On March 11th 2011, a magnitude 9.0 earthquake stuck 130 km off the east coast of Japan, causing a 15 m tsunami, which inundated about 560 sq km of land. In addition to causing a death toll of over 19,000 and destroying or damaging over a million coastal buildings, this tsunami also disabled the power supply and cooling of three nuclear reactors at the Fukushima Daiichi plant, causing a major nuclear accident. Over 100,000 people were evacuated from the area, and an exclusion zone of 20 km around the plant was established. A comprehensive account of the cause and effects of this Fukushima incident is provided by the World Nuclear Association.

exclusion zone at the site of the Fukushima nuclear incident

Fukushima exclusion zone. Source: Thom Davies (http://thomdavies.com/tag/fukushima/)

In the wake of the disaster, much research and discussion has been undertaken to assess its environmental impact and the future safety of nuclear energy generation. Experts estimate that the Fukushima incident caused the largest ever direct release of radioactive material, such as iodine-129 and caesium-137 isotopes into the Pacific Ocean. The nature and extent of how this nuclear material is transported and dispersed in the ocean requires careful consideration, in order to assess the full environmental impact of the accident.

There is considerable uncertainty regarding the eastward migration of this radioactive plume in the Pacific Ocean and efforts to locate and characterise its position and movement have been unsuccessful so far. Iodine-129 displays a long residence time (half-life of 15.7 million years) and relatively low bioavailability. In very small quantities, it can act as an effective sensitive tracer of the radioactive plume in ocean waters. As a consequence, this study by C. Stan-Sion and co-workers used iodine-129 to determine the nuclear plume impact on the West Coast of the USA, roughly two years after the Fukushima incident.

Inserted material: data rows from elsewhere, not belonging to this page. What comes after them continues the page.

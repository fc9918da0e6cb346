//! Spawning the validator
//!
//! The external process sits behind [`ProcessRunner`] so the rest of the
//! pipeline can be exercised without a JVM. [`Validator`] owns the
//! invocation prefix (`java <java-args> -jar vnu.jar`) and turns one
//! `(target, options)` pair into exactly one process.

use std::future::Future;
use std::path::{Path, PathBuf};
use std::process::Stdio;

use tokio::process::Command;

use crate::config::{ConfigError, ValidatorConfig};
use crate::error::{ValidationFailure, ValidatorError};
use crate::file_discovery::FileDiscovery;
use crate::options::{NormalizedOptions, ValidationOptions};
use crate::report::render_html;
use crate::target::Target;

/// A fully built command line
#[derive(Debug, Clone, PartialEq, Eq)]
pub struct Invocation {
    pub program: String,
    pub args: Vec<String>,
}

impl Invocation {
    /// Space-joined form, for logging
    pub fn command_line(&self) -> String {
        std::iter::once(self.program.as_str())
            .chain(self.args.iter().map(String::as_str))
            .collect::<Vec<_>>()
            .join(" ")
    }
}

/// Captured result of a finished process
#[derive(Debug, Clone, PartialEq, Eq)]
pub struct ProcessOutput {
    /// Exit code; `None` when the process was killed by a signal
    pub code: Option<i32>,
    pub stdout: String,
    pub stderr: String,
}

impl ProcessOutput {
    pub fn success(&self) -> bool {
        self.code == Some(0)
    }
}

/// Runs one process to completion
pub trait ProcessRunner: Send + Sync {
    /// Fails only when the process cannot be started
    fn run(
        &self,
        invocation: &Invocation,
    ) -> impl Future<Output = std::io::Result<ProcessOutput>> + Send;
}

/// Production runner backed by `tokio::process`
#[derive(Debug, Clone, Copy, Default)]
pub struct TokioProcessRunner;

impl ProcessRunner for TokioProcessRunner {
    async fn run(&self, invocation: &Invocation) -> std::io::Result<ProcessOutput> {
        let output = Command::new(&invocation.program)
            .args(&invocation.args)
            .stdin(Stdio::null())
            .output()
            .await?;

        Ok(ProcessOutput {
            code: output.status.code(),
            stdout: String::from_utf8_lossy(&output.stdout).into_owned(),
            stderr: String::from_utf8_lossy(&output.stderr).into_owned(),
        })
    }
}

/// Invocation prefix for the validator
#[derive(Debug, Clone, PartialEq, Eq)]
pub struct ValidatorCommand {
    pub java: String,
    pub java_args: Vec<String>,
    pub jar: PathBuf,
}

impl ValidatorCommand {
    pub fn new(jar: impl Into<PathBuf>) -> Self {
        let defaults = ValidatorConfig::default();
        Self {
            java: defaults.java,
            java_args: defaults.java_args,
            jar: jar.into(),
        }
    }

    /// Build from configuration; the jar location is mandatory here
    pub fn from_config(config: &ValidatorConfig) -> Result<Self, ConfigError> {
        let jar = config.jar.clone().ok_or_else(|| {
            ConfigError::Validation(
                "Location of vnu.jar is not set (use --vnu-jar or VNU_JAR)".to_string(),
            )
        })?;

        Ok(Self {
            java: config.java.clone(),
            java_args: config.java_args.clone(),
            jar,
        })
    }

    /// `<java-args...> -jar <jar>`
    fn prefix_args(&self) -> Vec<String> {
        let mut args = self.java_args.clone();
        args.push("-jar".to_string());
        args.push(path_arg(&self.jar));
        args
    }
}

fn path_arg(path: &Path) -> String {
    path.to_string_lossy().into_owned()
}

/// Runs the validator against one target per call
pub struct Validator<R = TokioProcessRunner> {
    command: ValidatorCommand,
    runner: R,
    discovery: FileDiscovery,
}

impl Validator<TokioProcessRunner> {
    pub fn new(command: ValidatorCommand) -> Self {
        Self::with_runner(command, TokioProcessRunner)
    }
}

impl<R: ProcessRunner> Validator<R> {
    pub fn with_runner(command: ValidatorCommand, runner: R) -> Self {
        Self {
            command,
            runner,
            discovery: FileDiscovery::new(),
        }
    }

    /// Build the command line: prefix, serialized options, then the target(s).
    ///
    /// Globs are expanded; a glob matching nothing is passed through as-is.
    pub async fn invocation(
        &self,
        target: &Target,
        options: &NormalizedOptions,
    ) -> Result<Invocation, ValidatorError> {
        let mut args = self.command.prefix_args();
        args.extend(options.to_args());

        match target {
            Target::Glob(pattern) => {
                let matches = self.discovery.expand(pattern).await?;
                if matches.is_empty() {
                    log::warn!("Pattern {} matched no files", pattern);
                    args.push(pattern.clone());
                } else {
                    log::debug!("Pattern {} matched {} entries", pattern, matches.len());
                    args.extend(matches.iter().map(|p| path_arg(p)));
                }
            }
            Target::Url(s) | Target::Path(s) => args.push(s.clone()),
        }

        Ok(Invocation {
            program: self.command.java.clone(),
            args,
        })
    }

    /// Validate `target`.
    ///
    /// `Ok` carries the validator's stdout. `Err` carries the error and the
    /// validator's stderr, rendered as HTML if the `html` format was asked for.
    pub async fn run(
        &self,
        target: &Target,
        options: &ValidationOptions,
    ) -> Result<String, ValidationFailure> {
        let options = options.normalize();
        let invocation = self
            .invocation(target, &options)
            .await
            .map_err(|e| ValidationFailure::new(e, String::new()))?;

        log::debug!("Running {}", invocation.command_line());

        // No validator output exists to render, so html runs get an empty report too
        let output = self.runner.run(&invocation).await.map_err(|source| {
            ValidationFailure::new(
                ValidatorError::Spawn {
                    program: invocation.program.clone(),
                    source,
                },
                String::new(),
            )
        })?;

        if output.success() {
            return Ok(output.stdout);
        }

        let report = if options.output_as_html() {
            render_html(&output.stderr)
        } else {
            output.stderr
        };

        Err(ValidationFailure::new(
            ValidatorError::ProcessFailed { code: output.code },
            report,
        ))
    }
}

For this research, ocean water samples were collected in La Jolla, San Diego, California on the West Coast of the USA (approx. 8770 km east of Fukushima) between April and July of 2013. Accelerator Mass Spectrometry (AMS) was used to determine the iodine-129/ iodine-127 ratio in the collected samples. Its very high sensitivity for measuring such isotopes was the main reason why this analytical method was chosen.

The results showed two sudden increases of the iodine-129/ iodine-127 isotopic concentration in the ocean water during late spring of 2013. The isotopic iodine-129/ iodine-127 ratio was more than a 2.5 factor higher in USA West Coast water samples, compared with those measured 40 km offshore of Fukushima immediately after the accident.

Map of Fukushima study area

Also, compared with the pre-Fukushima background values, the results of this study show an isotopic ratio of about two orders of magnitude higher. Based on these results, the authors calculated that the plume travelled with an average speed of approximately 12 cm s-1, which is consistent with the zonal current speed in the Pacific Ocean.

This investigation therefore demonstrates how the iodine-129/ iodine-127 isotopic ratios can be used to assess the impact of a certain nuclear accident in locations far removed from the accident site. Finally, the authors also coupled their iodine-129 results with the results of the Ka’imikai-O-Kanaloa international expedition in June 2011 to assess the activity of other radioactive isotopes such as hydrogen-3 and caesium-137, and the activity of these radio-isotopes were compliant with the international regulatory limits.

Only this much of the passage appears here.